Copy the records below without altering a single word.

☆ ☆ ☆ ☆ ☆

//! # Wayfarer Engine
//!
//! Personalized city-discovery engine. One free-form message in, a
//! structured multi-part streaming response out.
//!
//! ```text
//! message → classify → cache key → fan-out workers → one event channel → SSE
//!                                        │
//!                                (all workers done)
//!                                        ▼
//!                          async persistence + cache populate
//! ```
//!
//! ## Quick start
//!
//! ```rust,no_run
//! use wayfarer::config::Config;
//!
//! # fn run() -> anyhow::Result<()> {
//! let config = Config::from_env()?;
//! println!("Listening on {}", config.socket_addr());
//! # Ok(())
//! # }
//! ```
//!
//! ## Feature flags
//!
//! | Feature | Purpose |
//! |---------|---------|
//! | `mock` | Scripted provider + deterministic embedder for tests/offline |
//!
//! ## Modules
//!
//! - [`engine`] - Per-request orchestration (fan-out / fan-in)
//! - [`worker`] - One streaming stage worker per part
//! - [`events`] - Typed event stream + dead-letter delivery budget
//! - [`cache`] - Exact stage, complete-response, and semantic vector caches
//! - [`classify`] - City / domain / intent extraction
//! - [`parser`] - Tolerant multi-shape JSON decoding
//! - [`repo`] - Idempotent SQLite persistence
//! - [`semantic`] - Embeddings, blending, vector search
//! - [`provider`] - Generative backend adapter
//! - [`gateway`] - Axum SSE transport

#![warn(missing_docs)]
#![warn(rustdoc::missing_crate_level_docs)]

pub mod cache;
pub mod classify;
pub mod config;
pub mod cost;
pub mod domain;
pub mod engine;
pub mod events;
pub mod gateway;
pub mod hashing;
pub mod parser;
pub mod prompts;
pub mod provider;
pub mod repo;
pub mod semantic;
pub mod worker;

pub use cache::{Caches, MetricsSnapshot, ResponseCache, StageCache, VectorCache, VectorCacheEntry};
pub use classify::{Classification, classify, detect_domain, detect_intent};
pub use config::{Config, ConfigError, ModelRates};
pub use cost::CostTable;
pub use domain::{
    Activity, AiCityResponse, City, ConversationMessage, Domain, Hotel, Intent, Interaction,
    Itinerary, Location, Poi, Restaurant, SearchPreferences, Session, SessionStatus,
};
pub use engine::{ChatRequest, Engine, EngineSettings, EventStream};
pub use events::{
    DeadLetterQueue, EventChannelConfig, EventPayload, EventSender, Navigation, StagePart,
    StreamEvent, event_channel,
};
pub use hashing::{canonical_json, context_key, prompt_sha256, stage_key};
pub use parser::{
    parse_activities, parse_city_data, parse_hotels, parse_itinerary, parse_pois,
    parse_restaurants, strip_code_fences,
};
pub use provider::{
    ChunkStream, GeminiProvider, GenerateChunk, Generation, GenerationConfig, ProviderError,
    TextProvider, TokenUsage,
};
#[cfg(any(test, feature = "mock"))]
pub use provider::{MockBehavior, MockProvider};
pub use repo::{
    CityRepo, Db, FavoriteRepo, InteractionRepo, PoiRepo, ProfileRepo, RepoError, Repositories,
    SessionRepo,
};
#[cfg(any(test, feature = "mock"))]
pub use semantic::MockEmbedder;
pub use semantic::{
    Embedder, EmbedderError, HttpEmbedder, VectorSearch, blend_embeddings, cosine_similarity,
};
pub use worker::{PartBuffers, StageJob, StageOutcome, run_stage};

☆ ☆ ☆ ☆ ☆

* Reply:
//! # Wayfarer Engine
//!
//! Personalized city-discovery engine. One free-form message in, a
//! structured multi-part streaming response out.
//!
//! ```text
//! message → classify → cache key → fan-out workers → one event channel → SSE
//!                                        │
//!                                (all workers done)
//!                                        ▼
//!                          async persistence + cache populate
//! ```
//!
//! ## Quick start
//!
//! ```rust,no_run
//! use wayfarer::config::Config;
//!
//! # fn run() -> anyhow::Result<()> {
//! let config = Config::from_env()?;
//! println!("Listening on {}", config.socket_addr());
//! # Ok(())
//! # }
//! ```
//!
//! ## Feature flags
//!
//! | Feature | Purpose |
//! |---------|---------|
//! | `mock` | Scripted provider + deterministic embedder for tests/offline |
//!
//! ## Modules
//!
//! - [`engine`] - Per-request orchestration (fan-out / fan-in)
//! - [`worker`] - One streaming stage worker per part
//! - [`events`] - Typed event stream + dead-letter delivery budget
//! - [`cache`] - Exact stage, complete-response, and semantic vector caches
//! - [`classify`] - City / domain / intent extraction
//! - [`parser`] - Tolerant multi-shape JSON decoding
//! - [`repo`] - Idempotent SQLite persistence
//! - [`semantic`] - Embeddings, blending, vector search
//! - [`provider`] - Generative backend adapter
//! - [`gateway`] - Axum SSE transport

#![warn(missing_docs)]
#![warn(rustdoc::missing_crate_level_docs)]

pub mod cache;
pub mod classify;
pub mod config;
pub mod cost;
pub mod domain;
pub mod engine;
pub mod events;
pub mod gateway;
pub mod hashing;
pub mod parser;
pub mod prompts;
pub mod provider;
pub mod repo;
pub mod semantic;
pub mod worker;

pub use cache::{Caches, MetricsSnapshot, ResponseCache, StageCache, VectorCache, VectorCacheEntry};
pub use classify::{Classification, classify, detect_domain, detect_intent};
pub use config::{Config, ConfigError, ModelRates};
pub use cost::CostTable;
pub use domain::{
    Activity, AiCityResponse, City, ConversationMessage, Domain, Hotel, Intent, Interaction,
    Itinerary, Location, Poi, Restaurant, SearchPreferences, Session, SessionStatus,
};
pub use engine::{ChatRequest, Engine, EngineSettings, EventStream};
pub use events::{
    DeadLetterQueue, EventChannelConfig, EventPayload, EventSender, Navigation, StagePart,
    StreamEvent, event_channel,
};
pub use hashing::{canonical_json, context_key, prompt_sha256, stage_key};
pub use parser::{
    parse_activities, parse_city_data, parse_hotels, parse_itinerary, parse_pois,
    parse_restaurants, strip_code_fences,
};
pub use provider::{
    ChunkStream, GeminiProvider, GenerateChunk, Generation, GenerationConfig, ProviderError,
    TextProvider, TokenUsage,
};
#[cfg(any(test, feature = "mock"))]
pub use provider::{MockBehavior, MockProvider};
pub use repo::{
    CityRepo, Db, FavoriteRepo, InteractionRepo, PoiRepo, ProfileRepo, RepoError, Repositories,
    SessionRepo,
};
#[cfg(any(test, feature = "mock"))]
pub use semantic::MockEmbedder;
pub use semantic::{
    Embedder, EmbedderError, HttpEmbedder, VectorSearch, blend_embeddings, cosine_similarity,
};
pub use worker::{PartBuffers, StageJob, StageOutcome, run_stage};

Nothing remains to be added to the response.